Vivek Ramaswamy: Yeah, I mean, I call the ideology absolutely “America first” nationalist ideology, and this is going to be good for our party because it is a deep ideological division within the Republican Party and it’s not even limited to the Republican Party. Like, Glenn, I mean, I’m coming in from the outside. I rarely talk about Republicans and Democrats.  

Glenn Greenwald: Because you haven’t been a Republican all that long, as you’ve talked.  

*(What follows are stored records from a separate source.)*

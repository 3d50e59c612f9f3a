// Copyright (c) 2025 TexasFortress.AI
// This Source Code Form is subject to the terms of the Mozilla Public
// License, v. 2.0. If a copy of the MPL was not distributed with this
// file, You can obtain one at http://mozilla.org/MPL/2.0/.

//! Concurrent runs for different accounts sharing one database file.

#[cfg(test)]
mod multi_account_sync_tests {
    use std::sync::Arc;
    use std::time::Duration;

    use futures::future::join_all;
    use tempfile::TempDir;

    use crate::common::{account, in_process_gateway};
    use mailbridge::store::{contact_reference, folder_reference, MailStore, SqliteStore};
    use mailbridge::sync::{default_reconcilers, LogProgress, SyncMode, SyncOrchestrator};
    use mailbridge::testing::{FakeMailServer, FakeMessage};

    #[tokio::test]
    async fn test_accounts_sync_concurrently_into_one_store() {
        let dir = TempDir::new().unwrap();
        let url = format!("sqlite://{}", dir.path().join("mail.db").display());
        let pool = SqliteStore::open_pool(&url, Duration::from_secs(30)).await.unwrap();

        let work = FakeMailServer::new();
        work.add_folder("INBOX", 6);
        let home = FakeMailServer::new();
        for n in 1..=4 {
            home.add_message(
                "Family",
                FakeMessage::new(&format!("<family-{}@example.org>", n)).from("mum@example.org"),
            );
        }

        let runs = [
            (account("work", "alice@work.example.com"), in_process_gateway(&work)),
            (account("home", "alice@home.example.org"), in_process_gateway(&home)),
        ]
        .into_iter()
        .map(|(account, gateway)| {
            let orchestrator = SyncOrchestrator::new(
                Arc::new(gateway),
                Arc::new(SqliteStore::from_pool(pool.clone())),
                40,
            )
            .with_reconcilers(default_reconcilers());
            async move {
                let progress = LogProgress::new();
                orchestrator.run(&account, SyncMode::Full, &progress).await
            }
        });

        let reports: Vec<_> = join_all(runs).await.into_iter().map(Result::unwrap).collect();
        assert_eq!(reports[0].total_created(), 6);
        assert_eq!(reports[1].total_created(), 4);

        let reader = SqliteStore::from_pool(pool.clone());
        let inbox = reader.find_anchors(&folder_reference("INBOX")).await.unwrap();
        let family = reader.find_anchors(&folder_reference("Family")).await.unwrap();
        assert_eq!(reader.anchor_messages(inbox[0].id).await.unwrap().len(), 6);
        assert_eq!(reader.anchor_messages(family[0].id).await.unwrap().len(), 4);

        let mum = reader.find_anchors(&contact_reference("mum@example.org")).await.unwrap();
        assert_eq!(mum.len(), 1);
        assert_eq!(reader.anchor_messages(mum[0].id).await.unwrap().len(), 4);
        reader.rollback().await.unwrap();
    }
}
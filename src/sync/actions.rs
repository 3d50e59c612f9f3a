// Copyright (c) 2025 TexasFortress.AI
// This Source Code Form is subject to the terms of the Mozilla Public
// License, v. 2.0. If a copy of the MPL was not distributed with this
// file, You can obtain one at http://mozilla.org/MPL/2.0/.

//! Local message changes that are pushed to the remote mailbox.

use log::{info, warn};

use crate::gateway::{MailboxGateway, Operation};
use crate::imap::Credentials;
use crate::store::MailStore;
use crate::sync::SyncError;

#[derive(Debug, Clone, Copy, PartialEq, Eq)]
pub struct ActionOutcome {
    /// Whether the message was present locally.
    pub local: bool,
    /// Remote messages affected.
    pub remote: u32,
}

async fn push(
    gateway: &dyn MailboxGateway,
    store: &dyn MailStore,
    credentials: &Credentials,
    operation: Operation,
    local: bool,
) -> Result<ActionOutcome, SyncError> {
    let kind = operation.kind();
    let remote = match gateway.execute(credentials, operation).await {
        Ok(result) => result.into_count().ok_or(SyncError::UnexpectedResult(kind)),
        Err(e) => Err(e.into()),
    };
    let remote = match remote {
        Ok(remote) => remote,
        Err(e) => {
            if let Err(rollback) = store.rollback().await {
                warn!("Rollback after failed {} failed: {}", kind, rollback);
            }
            return Err(e);
        }
    };
    store.commit().await?;
    if remote == 0 {
        warn!("{} matched no remote message", kind);
    }
    Ok(ActionOutcome { local, remote })
}

/// Clears the unread flag locally and marks the message seen remotely.
pub async fn mark_read(
    gateway: &dyn MailboxGateway,
    store: &dyn MailStore,
    credentials: &Credentials,
    reference: &str,
) -> Result<ActionOutcome, SyncError> {
    let local = store.set_unread(reference, false).await?;
    info!("Marking {} read", reference);
    push(
        gateway,
        store,
        credentials,
        Operation::SetFlag {
            message_id: reference.to_string(),
        },
        local,
    )
    .await
}

/// Removes the local message and moves the remote one to Trash.
pub async fn delete(
    gateway: &dyn MailboxGateway,
    store: &dyn MailStore,
    credentials: &Credentials,
    reference: &str,
) -> Result<ActionOutcome, SyncError> {
    let local = store.delete_message(reference).await?;
    info!("Deleting {}", reference);
    push(
        gateway,
        store,
        credentials,
        Operation::Delete {
            message_id: reference.to_string(),
        },
        local,
    )
    .await
}
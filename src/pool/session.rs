// Copyright (c) 2025 TexasFortress.AI
// This Source Code Form is subject to the terms of the Mozilla Public
// License, v. 2.0. If a copy of the MPL was not distributed with this
// file, You can obtain one at http://mozilla.org/MPL/2.0/.

use std::sync::atomic::{AtomicBool, AtomicU64, Ordering};
use std::sync::Arc;
use std::time::{Duration, Instant};

use dashmap::DashMap;
use log::{debug, info, warn};
use tokio::sync::{Mutex as TokioMutex, MutexGuard};

use crate::imap::{Connector, Credentials, ImapConnection, ImapError};
use crate::pool::clock::{Clock, LastUsed};
use crate::pool::folder::{FolderHandle, OpenFolder};

#[derive(Debug, Clone, Copy, PartialEq, Eq)]
pub enum SessionState {
    Disconnected,
    Connected,
}

/// Exclusive access to a session's live connection.
///
/// Holds the whole slot guard rather than a `MappedMutexGuard`: tokio's
/// `Send` impl for the mapped guard carries a `T: 'a` bound that rustc
/// cannot prove inside async state machines, so futures holding one across
/// an `.await` are not `Send`. The slot is always `Some` while this exists.
pub(crate) struct ConnectionGuard<'a>(MutexGuard<'a, Option<Box<dyn ImapConnection>>>);

impl<'a> ConnectionGuard<'a> {
    fn new(guard: MutexGuard<'a, Option<Box<dyn ImapConnection>>>) -> Option<Self> {
        if guard.is_some() {
            Some(Self(guard))
        } else {
            None
        }
    }
}

impl std::ops::Deref for ConnectionGuard<'_> {
    type Target = Box<dyn ImapConnection>;

    fn deref(&self) -> &Self::Target {
        self.0.as_ref().expect("connection slot checked on construction")
    }
}

impl std::ops::DerefMut for ConnectionGuard<'_> {
    fn deref_mut(&mut self) -> &mut Self::Target {
        self.0.as_mut().expect("connection slot checked on construction")
    }
}

/// The pooled connection for one credential set, plus its folder handle cache.
pub struct Session {
    credentials: Credentials,
    connector: Arc<dyn Connector>,
    clock: Arc<dyn Clock>,
    connected: AtomicBool,
    // Bumped on every successful connect; folder handles remember the epoch
    // they were opened in so a reconnect invalidates them without locking them.
    epoch: AtomicU64,
    connection: TokioMutex<Option<Box<dyn ImapConnection>>>,
    folders: DashMap<String, Arc<FolderHandle>>,
    last_used: LastUsed,
}

impl std::fmt::Debug for Session {
    fn fmt(&self, f: &mut std::fmt::Formatter<'_>) -> std::fmt::Result {
        f.debug_struct("Session")
            .field("credentials", &self.credentials)
            .field("state", &self.state())
            .field("folders", &self.folders.len())
            .finish()
    }
}

impl Session {
    pub(crate) fn new(credentials: Credentials, connector: Arc<dyn Connector>, clock: Arc<dyn Clock>) -> Self {
        let now = clock.now();
        Self {
            credentials,
            connector,
            clock,
            connected: AtomicBool::new(false),
            epoch: AtomicU64::new(0),
            connection: TokioMutex::new(None),
            folders: DashMap::new(),
            last_used: LastUsed::new(now),
        }
    }

    pub fn credentials(&self) -> &Credentials {
        &self.credentials
    }

    pub fn state(&self) -> SessionState {
        if self.connected.load(Ordering::Acquire) {
            SessionState::Connected
        } else {
            SessionState::Disconnected
        }
    }

    pub fn last_used(&self) -> Instant {
        self.last_used.get()
    }

    pub(crate) fn now(&self) -> Instant {
        self.clock.now()
    }

    pub(crate) fn touch(&self) {
        self.last_used.touch(self.clock.now());
    }

    pub(crate) fn touch_at(&self, now: Instant) {
        self.last_used.touch(now);
    }

    pub(crate) fn is_idle(&self, now: Instant, timeout: Duration) -> bool {
        self.last_used.idle_longer_than(now, timeout)
    }

    pub(crate) fn epoch(&self) -> u64 {
        self.epoch.load(Ordering::Acquire)
    }

    /// Double-checked connect: the atomic read keeps established sessions
    /// lock-free, the per-session mutex makes sure only one caller dials.
    pub async fn ensure_connected(&self) -> Result<(), ImapError> {
        if self.connected.load(Ordering::Acquire) {
            return Ok(());
        }
        let mut guard = self.connection.lock().await;
        self.connect_locked(&mut guard).await
    }

    async fn connect_locked(&self, guard: &mut MutexGuard<'_, Option<Box<dyn ImapConnection>>>) -> Result<(), ImapError> {
        if guard.is_some() {
            return Ok(());
        }
        let connection = self.connector.connect(&self.credentials).await?;
        **guard = Some(connection);
        let epoch = self.epoch.fetch_add(1, Ordering::AcqRel) + 1;
        self.connected.store(true, Ordering::Release);
        info!("Session {} connected (epoch {})", self.credentials, epoch);
        Ok(())
    }

    /// Exclusive access to the live connection, reconnecting if it was dropped.
    pub(crate) async fn connection(&self) -> Result<ConnectionGuard<'_>, ImapError> {
        let mut guard = self.connection.lock().await;
        self.connect_locked(&mut guard).await?;
        ConnectionGuard::new(guard)
            .ok_or_else(|| ImapError::Connection(format!("session {} has no connection", self.credentials)))
    }

    /// The live connection, without dialing if there is none.
    pub(crate) async fn existing_connection(&self) -> Option<ConnectionGuard<'_>> {
        let guard = self.connection.lock().await;
        ConnectionGuard::new(guard)
    }

    pub async fn list_folders(&self) -> Result<Vec<String>, ImapError> {
        self.touch();
        self.connection().await?.list_folders().await
    }

    /// The cached handle for `path`, created on first reference and opened
    /// read-only if it is not open yet.
    pub async fn open(&self, path: &str) -> Result<OpenFolder<'_>, ImapError> {
        let now = self.clock.now();
        self.last_used.touch(now);
        let handle = {
            let entry = self.folders.entry(path.to_string()).or_insert_with(|| {
                debug!("New folder handle {} on {}", path, self.credentials);
                Arc::new(FolderHandle::new(path, now))
            });
            entry.touch(now);
            Arc::clone(entry.value())
        };
        handle.ensure_open(self).await?;
        Ok(OpenFolder::new(self, handle))
    }

    pub fn folder_count(&self) -> usize {
        self.folders.len()
    }

    pub fn folder_handles(&self) -> Vec<Arc<FolderHandle>> {
        self.folders.iter().map(|entry| Arc::clone(entry.value())).collect()
    }

    pub(crate) fn evict_folder(&self, handle: &Arc<FolderHandle>) -> bool {
        self.folders
            .remove_if(handle.path(), |_, cached| Arc::ptr_eq(cached, handle))
            .is_some()
    }

    /// Drops a connection that failed mid-command; the next caller reconnects.
    pub async fn invalidate(&self) {
        let mut guard = self.connection.lock().await;
        if guard.take().is_some() {
            warn!("Dropped broken connection for {}", self.credentials);
        }
        self.connected.store(false, Ordering::Release);
    }

    /// Logs out and forgets the connection.
    pub(crate) async fn disconnect(&self) -> Result<(), ImapError> {
        let mut guard = self.connection.lock().await;
        self.connected.store(false, Ordering::Release);
        match guard.take() {
            Some(mut connection) => {
                info!("Logging out session {}", self.credentials);
                connection.logout().await
            }
            None => Ok(()),
        }
    }
}
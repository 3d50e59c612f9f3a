// Copyright (c) 2025 TexasFortress.AI
// This Source Code Form is subject to the terms of the Mozilla Public
// License, v. 2.0. If a copy of the MPL was not distributed with this
// file, You can obtain one at http://mozilla.org/MPL/2.0/.

//! In-process gateway operations against the fake mail server.

#[cfg(test)]
mod gateway_ops_tests {
    use std::sync::Arc;

    use chrono::{NaiveDate, TimeZone, Utc};
    use serde_json::json;

    use mailbridge::gateway::{FolderStatus, Gateway, MailboxGateway, Operation, OperationResult, SmtpTransport};
    use mailbridge::imap::{Credentials, HeaderQuery};
    use mailbridge::pool::{PoolConfig, SessionPool};
    use mailbridge::testing::{FakeMailServer, FakeMessage};

    const NESTED: &str = "Message-ID: <nested@example.com>\r\n\
From: bob@example.com\r\n\
Subject: Report\r\n\
MIME-Version: 1.0\r\n\
Content-Type: multipart/mixed; boundary=\"outer\"\r\n\
\r\n\
--outer\r\n\
Content-Type: multipart/alternative; boundary=\"inner\"\r\n\
\r\n\
--inner\r\n\
Content-Type: text/plain; charset=utf-8\r\n\
\r\n\
Plain body\r\n\
--inner\r\n\
Content-Type: text/html; charset=utf-8\r\n\
\r\n\
<p>Html body</p>\r\n\
--inner--\r\n\
--outer\r\n\
Content-Type: application/octet-stream\r\n\
Content-Transfer-Encoding: base64\r\n\
\r\n\
AAECAw==\r\n\
--outer--\r\n";

    fn creds() -> Credentials {
        Credentials::new("imap.example.com", 993, "alice", "secret")
    }

    fn gateway(server: &FakeMailServer) -> Gateway {
        Gateway::new(
            SessionPool::new(server.connector(), PoolConfig::default()),
            Arc::new(SmtpTransport),
        )
    }

    #[tokio::test]
    async fn test_account_info_lists_folders() {
        let server = FakeMailServer::new();
        server.add_folder("INBOX", 1);
        server.add_folder("Sent", 0);

        let result = gateway(&server).execute(&creds(), Operation::AccountInfo).await.unwrap();
        assert_eq!(result, OperationResult::Folders(vec!["INBOX".to_string(), "Sent".to_string()]));
    }

    #[tokio::test]
    async fn test_headers_by_date_window() {
        let server = FakeMailServer::new();
        for (id, day) in [("<a@x>", 1), ("<b@x>", 10), ("<c@x>", 20)] {
            server.add_message(
                "INBOX",
                FakeMessage::new(id).date(Utc.with_ymd_and_hms(2024, 3, day, 9, 0, 0).unwrap()),
            );
        }

        let window = HeaderQuery::Dates {
            since: NaiveDate::from_ymd_opt(2024, 3, 5).unwrap(),
            before: NaiveDate::from_ymd_opt(2024, 3, 20).unwrap(),
        };
        let headers = gateway(&server)
            .execute(
                &creds(),
                Operation::MessageHeaders {
                    folder: "INBOX".to_string(),
                    window,
                },
            )
            .await
            .unwrap()
            .into_headers()
            .unwrap();

        assert_eq!(headers.len(), 1);
        assert_eq!(headers[0].remote_id, "<b@x>");
        assert_eq!(headers[0].seq, 2);
    }

    #[tokio::test]
    async fn test_content_flattens_nested_multipart_depth_first() {
        let server = FakeMailServer::new();
        server.add_message("INBOX", FakeMessage::new("<nested@example.com>").raw(NESTED.as_bytes()));

        let contents = gateway(&server)
            .execute(
                &creds(),
                Operation::MessageContent {
                    folder: "INBOX".to_string(),
                    seqs: vec![1],
                },
            )
            .await
            .unwrap()
            .into_contents()
            .unwrap();

        let parts = &contents[0].parts;
        let types: Vec<&str> = parts.iter().map(|p| p.mime_type.as_str()).collect();
        assert_eq!(types, vec!["text/plain", "text/html", "application/octet-stream"]);
        assert_eq!(parts[0].text.trim(), "Plain body");
        assert_eq!(parts[2].text, "AAECAw==");
        assert_eq!(contents[0].body_text().trim(), "Plain body");
    }

    #[tokio::test]
    async fn test_missing_folder_and_absent_message() {
        let server = FakeMailServer::new();
        server.add_folder("INBOX", 2);
        let gateway = gateway(&server);

        let status = gateway
            .execute(
                &creds(),
                Operation::FolderInfo {
                    folder: "Nowhere".to_string(),
                },
            )
            .await
            .unwrap();
        assert_eq!(status, OperationResult::Folder(FolderStatus::missing()));

        let deleted = gateway
            .execute(
                &creds(),
                Operation::Delete {
                    message_id: "<nobody@example.com>".to_string(),
                },
            )
            .await
            .unwrap();
        assert_eq!(deleted, OperationResult::Count(0));
    }

    #[test]
    fn test_result_wire_shape() {
        let folder = OperationResult::Folder(FolderStatus {
            exists: true,
            count: 12,
            unread: 3,
        });
        assert_eq!(
            serde_json::to_value(&folder).unwrap(),
            json!({"type": "folder", "data": {"exists": true, "count": 12, "unread": 3}})
        );
        assert_eq!(
            serde_json::to_value(OperationResult::Count(1)).unwrap(),
            json!({"type": "count", "data": 1})
        );
    }
}
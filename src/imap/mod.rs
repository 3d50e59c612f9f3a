// Copyright (c) 2025 TexasFortress.AI
// This Source Code Form is subject to the terms of the Mozilla Public
// License, v. 2.0. If a copy of the MPL was not distributed with this
// file, You can obtain one at http://mozilla.org/MPL/2.0/.

//! Remote mailbox protocol adapter.

pub mod client;
pub mod connection;
pub mod error;
pub mod types;

pub use client::{AsyncImapConnection, ImapConnector};
pub use connection::{Connector, ImapConnection};
pub use error::ImapError;
pub use types::{Credentials, FolderMode, HeaderQuery, MailboxSummary, MessageHeader, RawMessage};
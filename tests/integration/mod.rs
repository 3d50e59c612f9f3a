// Integration tests for mailbridge
// This module organizes all integration tests

pub mod common;
pub mod gateway_http;
pub mod multi_account_sync;
pub mod sync_end_to_end;
// Copyright (c) 2025 TexasFortress.AI
// This Source Code Form is subject to the terms of the Mozilla Public
// License, v. 2.0. If a copy of the MPL was not distributed with this
// file, You can obtain one at http://mozilla.org/MPL/2.0/.

//! Session pool keyed by credential set, with per-session folder handle
//! caches and an idle sweeper.

pub mod clock;
pub mod folder;
pub mod session;
pub mod sweeper;

use std::sync::atomic::{AtomicBool, Ordering};
use std::sync::Arc;
use std::time::Duration;

use dashmap::DashMap;
use log::{debug, info, warn};
use thiserror::Error;

use crate::imap::{Connector, Credentials, ImapError};

pub use clock::{Clock, ManualClock, SystemClock};
pub use folder::{FolderCounts, FolderHandle, FolderMutation, HandleState, OpenFolder, TRASH_FOLDER};
pub use session::{Session, SessionState};
pub use sweeper::{SweepReport, Sweeper, SweeperHandle};

#[derive(Debug, Error, Clone, PartialEq, Eq)]
pub enum PoolError {
    #[error("Connection to {account} failed: {source}")]
    Connection {
        account: String,
        #[source]
        source: ImapError,
    },
    #[error("Session pool is shutting down")]
    ShuttingDown,
}

impl PoolError {
    /// The underlying protocol error, if there is one.
    pub fn imap(&self) -> Option<&ImapError> {
        match self {
            PoolError::Connection { source, .. } => Some(source),
            PoolError::ShuttingDown => None,
        }
    }
}

/// Configuration for the session pool
#[derive(Debug, Clone, PartialEq, Eq)]
pub struct PoolConfig {
    /// Idle time after which a folder handle or session is reclaimed
    pub idle_timeout: Duration,
    /// Period of the eviction sweeper
    pub sweep_interval: Duration,
}

impl Default for PoolConfig {
    fn default() -> Self {
        Self {
            idle_timeout: Duration::from_secs(30),
            sweep_interval: Duration::from_secs(1),
        }
    }
}

/// Statistics about the pool
#[derive(Debug, Clone, Default, PartialEq, Eq)]
pub struct PoolStats {
    pub sessions: usize,
    pub connected_sessions: usize,
    pub folder_handles: usize,
}

pub struct SessionPool {
    sessions: DashMap<Credentials, Arc<Session>>,
    connector: Arc<dyn Connector>,
    clock: Arc<dyn Clock>,
    config: PoolConfig,
    is_shutting_down: AtomicBool,
}

impl std::fmt::Debug for SessionPool {
    fn fmt(&self, f: &mut std::fmt::Formatter<'_>) -> std::fmt::Result {
        f.debug_struct("SessionPool")
            .field("sessions", &self.sessions.len())
            .field("config", &self.config)
            .finish()
    }
}

impl SessionPool {
    pub fn new(connector: Arc<dyn Connector>, config: PoolConfig) -> Arc<Self> {
        Self::with_clock(connector, config, Arc::new(SystemClock))
    }

    pub fn with_clock(connector: Arc<dyn Connector>, config: PoolConfig, clock: Arc<dyn Clock>) -> Arc<Self> {
        Arc::new(Self {
            sessions: DashMap::new(),
            connector,
            clock,
            config,
            is_shutting_down: AtomicBool::new(false),
        })
    }

    pub fn config(&self) -> &PoolConfig {
        &self.config
    }

    pub fn clock(&self) -> &Arc<dyn Clock> {
        &self.clock
    }

    /// Returns the connected session for `credentials`, creating it on first use.
    ///
    /// A failed connect is reported to this caller only; the session stays in
    /// the pool and the next acquire retries.
    pub async fn acquire(&self, credentials: &Credentials) -> Result<Arc<Session>, PoolError> {
        if self.is_shutting_down.load(Ordering::Acquire) {
            return Err(PoolError::ShuttingDown);
        }

        let session = {
            let entry = self.sessions.entry(credentials.clone()).or_insert_with(|| {
                debug!("Creating pooled session for {}", credentials);
                Arc::new(Session::new(
                    credentials.clone(),
                    Arc::clone(&self.connector),
                    Arc::clone(&self.clock),
                ))
            });
            entry.touch();
            Arc::clone(entry.value())
        };

        session.ensure_connected().await.map_err(|source| {
            warn!("Failed to connect session {}: {}", credentials, source);
            PoolError::Connection {
                account: credentials.to_string(),
                source,
            }
        })?;
        Ok(session)
    }

    /// Snapshot of the pooled sessions.
    pub fn sessions(&self) -> Vec<Arc<Session>> {
        self.sessions.iter().map(|entry| Arc::clone(entry.value())).collect()
    }

    pub fn len(&self) -> usize {
        self.sessions.len()
    }

    pub fn is_empty(&self) -> bool {
        self.sessions.is_empty()
    }

    pub(crate) fn evict_session(&self, session: &Arc<Session>) -> bool {
        let now = self.clock.now();
        let timeout = self.config.idle_timeout;
        self.sessions
            .remove_if(session.credentials(), |_, cached| {
                Arc::ptr_eq(cached, session) && cached.folder_count() == 0 && cached.is_idle(now, timeout)
            })
            .is_some()
    }

    pub fn stats(&self) -> PoolStats {
        let mut stats = PoolStats::default();
        for entry in self.sessions.iter() {
            stats.sessions += 1;
            if entry.state() == SessionState::Connected {
                stats.connected_sessions += 1;
            }
            stats.folder_handles += entry.folder_count();
        }
        stats
    }

    /// Logs out every session and refuses further acquires.
    pub async fn shutdown(&self) {
        info!("Shutting down session pool");
        self.is_shutting_down.store(true, Ordering::Release);

        let sessions = self.sessions();
        self.sessions.clear();
        for session in sessions {
            if let Err(e) = session.disconnect().await {
                warn!("Logout of {} failed during shutdown: {}", session.credentials(), e);
            }
        }
        info!("Session pool shutdown complete");
    }
}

Vivek Ramaswamy: About. Yeah, I voted Libertarian in the first election I ever voted in. I find partisan distinctions rather boring because I don’t think they capture the essence of real social, political, and cultural divides in this country and even across much of the modern West. I think the real divide is between the managerial class and the citizen, between those who are skeptical of the citizenry to determine and self-determine how they sort out questions from climate change to racial injustice. There’s one worldview that says the people can’t quite be trusted. It has to be a small group of elites, really, in the back of palace halls, that was done for most of old world European history and then the 1776 version of this, the post-1776, the American version said, No, we the People, sought out those differences through free speech and open debate in the public square where every citizen’s voice and vote counts equally in a constitutional republic. That’s a fundamentally different view. So historically, the Republican and Democratic Party, and the establishment wing of both, which is to say the dominant wing, at least as it relates to funding and most candidates who are propped up by it, are debating within the confines of the first view. We have one set of people that say, “Oh, well, we need higher taxes” and one people say, “We have lower taxes,” but we both agree that the people can’t actually be trusted with the most important questions. My view is that the real thing we need to fight for today is the 1776 ideals, the rules of the road in the first place, it’s whatever the answer is, we the People get to determine it – not a federal administrative police state, not an ESG movement of a woke industrial cartel, but in the public and private sector, not multinational international institutions that impose that will on the sovereignty of sovereign nations. No, we the People, the citizens of nations, in the United States of America, the citizens of this nation determine that through our constitutional republic. And so that’s what surfaced itself last night on the debate stage of the Republican Party but that even is too small of a description for what’s really going on which is far deeper. And there’s a version of this that at least should exist and I think does exist within the Democrat Party as well. That’s not as much my concern right now but this is deep. It’s deep.